Had Walter Byers received a nickel in royalties every time the term "student-athlete" was used, he might have been worth as much as the NCAA, which he put on the path to becoming a multi-billion dollar enterprise.
Byers, who died Tuesday at age 93, was the NCAA’s first executive director (1951-87) and, in that capacity, presciently contrived to combine “student” and “athlete” into the omnipresent term it has become today.
“We crafted the term ‘student-athlete’ and it soon was embedded in all NCAA rules and interpretations as a mandated substitute for such words as ‘players and ‘athletes,’” Byers wrote in his 1995 book “Unsportsmanlike Conduct: Exploiting College Athletes.”
These days not only do athletic administrators and coaches still habitually employ it, but sportscasters routinely parrot it, few of them understanding its derivation, intended purpose or decades-long impact.
The term grew out of the necessity in the 1950s when athletes, football players chief among them, who suffered injuries began showing the temerity to seek compensation for their medical bills. The cases of players who sought workmen’s comp for injuries and, in one instance the widow of a player who sought death benefits when her husband died from a head injury, sent tremors through the halls of the NCAA and its members.

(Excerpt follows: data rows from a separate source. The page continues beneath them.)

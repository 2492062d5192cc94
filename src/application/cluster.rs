//! Configure Cluster Use Case
//!
//! Resolves the network placement for a cluster, makes sure the mosh
//! security rule exists, and writes the parallelcluster configuration.

use std::path::PathBuf;

use tracing::{debug, info};

use crate::config::ClusterConfig;
use crate::domain::entities::{post_install_script, ClusterSettings, SecurityRule, POST_INSTALL_KEY};
use crate::domain::ports::{NetworkInventory, ObjectStorage, ProviderContext, SecurityRules};
use crate::domain::services::ensure_security_rule;
use crate::error::{VawsError, VawsResult};
use crate::infrastructure::fs::atomic_write;

/// Options for the configure cluster operation
#[derive(Debug, Clone)]
pub struct ClusterOptions {
    pub name: String,
    /// Image built by `make ami`
    pub image_id: String,
    /// Bucket the cluster may read and write
    pub bucket: String,
    /// Parent directory for `<name>_cluster_configuration`
    pub output_root: PathBuf,
    pub vpc_id: Option<String>,
    pub subnet_id: Option<String>,
    pub key_name: Option<String>,
    pub master_instance_type: String,
    pub compute_instance_type: String,
    pub max_queue_size: u32,
    pub post_install: bool,
}

impl ClusterOptions {
    /// Options with instance types, queue size and post-install taken from
    /// configuration.
    pub fn from_config(
        name: impl Into<String>,
        image_id: impl Into<String>,
        bucket: impl Into<String>,
        config: &ClusterConfig,
    ) -> Self {
        Self {
            name: name.into(),
            image_id: image_id.into(),
            bucket: bucket.into(),
            output_root: PathBuf::from("."),
            vpc_id: None,
            subnet_id: None,
            key_name: None,
            master_instance_type: config.master_instance_type.clone(),
            compute_instance_type: config.compute_instance_type.clone(),
            max_queue_size: config.max_queue_size,
            post_install: config.post_install,
        }
    }

    pub fn output_dir(&self) -> PathBuf {
        self.output_root.join(format!("{}_cluster_configuration", self.name))
    }
}

/// Result of a configure cluster run
#[derive(Debug, Clone)]
pub struct ClusterConfiguration {
    pub config_path: PathBuf,
    pub settings: ClusterSettings,
}

/// Configure cluster use case
pub struct ConfigureClusterUseCase<P>
where
    P: NetworkInventory + SecurityRules + ObjectStorage,
{
    provider: P,
}

impl<P> ConfigureClusterUseCase<P>
where
    P: NetworkInventory + SecurityRules + ObjectStorage,
{
    pub fn new(provider: P) -> Self {
        Self { provider }
    }

    pub fn execute(
        &self,
        ctx: &ProviderContext,
        options: &ClusterOptions,
    ) -> VawsResult<ClusterConfiguration> {
        let vpc_id = match &options.vpc_id {
            Some(id) => id.clone(),
            None => self.provider.default_vpc(ctx)?.ok_or_else(|| {
                VawsError::not_found("default VPC", format!("no default VPC in {}", ctx.region))
            })?,
        };

        // First available is not checked against instance availability in
        // the subnet's zone.
        let subnet_id = match &options.subnet_id {
            Some(id) => id.clone(),
            None => first(self.provider.subnets(ctx, &vpc_id)?).ok_or_else(|| {
                VawsError::not_found("subnet", format!("no subnets in {}", vpc_id))
            })?,
        };

        let key_name = match &options.key_name {
            Some(name) => name.clone(),
            None => first(self.provider.key_pairs(ctx)?).ok_or_else(|| {
                VawsError::not_found("key pair", format!("no key pairs in {}", ctx.region))
            })?,
        };
        debug!(vpc_id = %vpc_id, subnet_id = %subnet_id, key_name = %key_name, "resolved placement");

        if !self.provider.image_exists(ctx, &options.image_id)? {
            return Err(VawsError::not_found(
                "image",
                format!("{} in {}", options.image_id, ctx.region),
            ));
        }

        let security_group_id =
            ensure_security_rule(&self.provider, ctx, &vpc_id, &SecurityRule::mosh())?;

        let post_install = if options.post_install {
            Some(self.provider.put_object(
                ctx,
                &options.bucket,
                POST_INSTALL_KEY,
                &post_install_script(),
            )?)
        } else {
            None
        };

        let settings = ClusterSettings {
            cluster_name: options.name.clone(),
            image_id: options.image_id.clone(),
            bucket: options.bucket.clone(),
            region: ctx.region.clone(),
            vpc_id,
            master_subnet_id: subnet_id,
            key_name,
            master_instance_type: options.master_instance_type.clone(),
            compute_instance_type: options.compute_instance_type.clone(),
            max_queue_size: options.max_queue_size,
            security_group_id,
            post_install,
        };

        let config_path = options
            .output_dir()
            .join(format!("{}_cluster.ini", options.name));
        atomic_write(&config_path, settings.to_ini().to_string().as_bytes())?;
        info!(cluster = %options.name, config = %config_path.display(), "wrote cluster configuration");

        Ok(ClusterConfiguration {
            config_path,
            settings,
        })
    }
}

fn first(mut items: Vec<String>) -> Option<String> {
    if items.is_empty() {
        None
    } else {
        Some(items.swap_remove(0))
    }
}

As a defense, the coupling of “student” and “athlete” was ingenious. At once it classified players as students, not university employees who might be due compensation for their injuries and toil beyond the classroom. In addition it designated them as athletes that member institutions could control and administer under the banner of the rapidly growing NCAA without the messy interference of a union.
At NCAA championships those who dare depart from the preferred lexicon to use just “athlete” or, heaven forbid, “player” run the risk of being corrected — or shot a cold look of displeasure.

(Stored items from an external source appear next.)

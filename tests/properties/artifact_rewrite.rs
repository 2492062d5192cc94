//! Property tests for the model specification rewrite.

use std::path::Path;

use proptest::prelude::*;

use vaws::domain::entities::IMAGE_ARTIFACT_DIR;
use vaws::domain::services::rewrite_artifact_path;

fn artifact_dir() -> impl Strategy<Value = String> {
    let segment = proptest::string::string_regex("[a-z0-9_-]{1,10}").unwrap();
    proptest::collection::vec(segment, 0..=4).prop_map(|s| format!("/{}", s.join("/")))
}

fn file_name() -> impl Strategy<Value = String> {
    proptest::string::string_regex("[a-z][a-z0-9_]{0,12}\\.(hdf|h5)").unwrap()
}

fn comment() -> impl Strategy<Value = String> {
    proptest::string::string_regex("[A-Za-z0-9 ,.]{0,40}").unwrap()
}

fn document(
    header: &str,
    location: &str,
    dir: &str,
    name: &str,
    size: u32,
    indent: usize,
) -> String {
    let pad = " ".repeat(indent);
    format!(
        "# {header}\ncomponents:\n{pad}population:\n{pad}{pad}- BasePopulation()\n\nconfiguration:\n{pad}input_data:\n{pad}{pad}location: {location}\n{pad}{pad}artifact_path: {dir}/{name}\n{pad}population:\n{pad}{pad}population_size: {size}\n"
    )
}

proptest! {
    #![proptest_config(ProptestConfig {
        cases: 128,
        .. ProptestConfig::default()
    })]

    /// PROPERTY: only the artifact line changes, and it points into the
    /// image directory with the original base name.
    #[test]
    fn property_rewrite_changes_only_artifact_line(
        header in comment(),
        location in "[A-Z][a-z]{2,10}",
        dir in artifact_dir(),
        name in file_name(),
        size in 1u32..1_000_000,
        indent in 2usize..=4,
    ) {
        let doc = document(&header, &location, &dir, &name, size, indent);
        let outcome = rewrite_artifact_path(&doc, Path::new("india.yaml")).unwrap();

        prop_assert_eq!(&outcome.artifact.file_name, &name);

        let expected = format!(
            "{}artifact_path: {}/{}",
            " ".repeat(indent * 2),
            IMAGE_ARTIFACT_DIR,
            name
        );
        let before: Vec<&str> = doc.split('\n').collect();
        let after: Vec<&str> = outcome.content.split('\n').collect();
        prop_assert_eq!(before.len(), after.len());
        for (b, a) in before.iter().zip(&after) {
            if b.trim_start().starts_with("artifact_path:") {
                prop_assert_eq!(*a, expected.as_str());
            } else {
                prop_assert_eq!(b, a);
            }
        }
    }

    /// PROPERTY: rewriting an already rewritten document is a no-op.
    #[test]
    fn property_rewrite_is_idempotent(
        dir in artifact_dir(),
        name in file_name(),
        indent in 2usize..=4,
    ) {
        let doc = document("x", "India", &dir, &name, 10, indent);
        let once = rewrite_artifact_path(&doc, Path::new("india.yaml")).unwrap();
        let twice = rewrite_artifact_path(&once.content, Path::new("india.yaml")).unwrap();

        prop_assert!(!twice.changed);
        prop_assert_eq!(once.content, twice.content);
    }

    /// PROPERTY: arbitrary input never panics; it either rewrites or errors.
    #[test]
    fn property_rewrite_never_panics(s in "(?s).{0,256}") {
        let _ = rewrite_artifact_path(&s, Path::new("fuzz.yaml"));
    }
}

And for 60 years “student-athlete” gave the NCAA powerful cover. While it insisted upon protecting the amateur purity of the athletes, the NCAA grew by leaps and bounds to the point where it rakes in multi billions just for the rights to its men’s basketball tournament. Administrators raked in huge salaries and multi-million dollar coaches became the rule in football and men’s basketball rather than the exception.
Only lately has the NCAA’s armor become vulnerable. The Ed O’Bannion ruling last year affirmed the right of athletes to profit from use of their likenesses and names. More recently NCAA members have moved to provide year-round training tables. Beginning Aug. 1 scholarship athletes may begin receiving cost of attendance stipends from the schools they attend.
To his credit in his later years Byers recognized what the NCAA had become and not only began to decry some of its hypocrisy but sought to become a voice for change.
In a 1987 Associated Press interview, he said he proposed drastic changes in the NCAA model to the organization’s council but was ignored. “They looked at me as though I had desecrated my sacred vows. There was not one smiling face in that room,” he was quoted as saying.
By then the Goliath that the NCAA had become was almost unchangeable from within.
Byers died just as his “student-athletes” were showing signs of becoming “stakeholders” in the enterprise that has become college athletics.